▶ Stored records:
+-------+

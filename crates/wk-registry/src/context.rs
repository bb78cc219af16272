// SPDX-License-Identifier: MIT

//! Opaque per-window context persistence, injected into `WindowStore`.

use async_trait::async_trait;
use parking_lot::Mutex;
use std::collections::HashMap;
use wk_core::{KitError, WindowId};

#[async_trait]
pub trait ContextPersistence: Send + Sync + 'static {
    async fn save(&self, id: &WindowId, ctx: serde_json::Value) -> Result<(), KitError>;
    async fn load(&self, id: &WindowId) -> Result<Option<serde_json::Value>, KitError>;
    async fn clear(&self, id: &WindowId) -> Result<(), KitError>;
}

/// In-memory context store; the default when a host does not supply one.
#[derive(Default)]
pub struct InMemoryContextPersistence {
    entries: Mutex<HashMap<WindowId, serde_json::Value>>,
}

impl InMemoryContextPersistence {
    pub fn new() -> Self {
        Self::default()
    }
}

#[async_trait]
impl ContextPersistence for InMemoryContextPersistence {
    async fn save(&self, id: &WindowId, ctx: serde_json::Value) -> Result<(), KitError> {
        self.entries.lock().insert(id.clone(), ctx);
        Ok(())
    }

    async fn load(&self, id: &WindowId) -> Result<Option<serde_json::Value>, KitError> {
        Ok(self.entries.lock().get(id).cloned())
    }

    async fn clear(&self, id: &WindowId) -> Result<(), KitError> {
        self.entries.lock().remove(id);
        Ok(())
    }
}

#[cfg(test)]
#[path = "context_tests.rs"]
mod tests;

+-------+

▶ Problem statement:
Search the data for the string "Mutex" and say how many lines include it, giving only the number.

▶ Response box:
2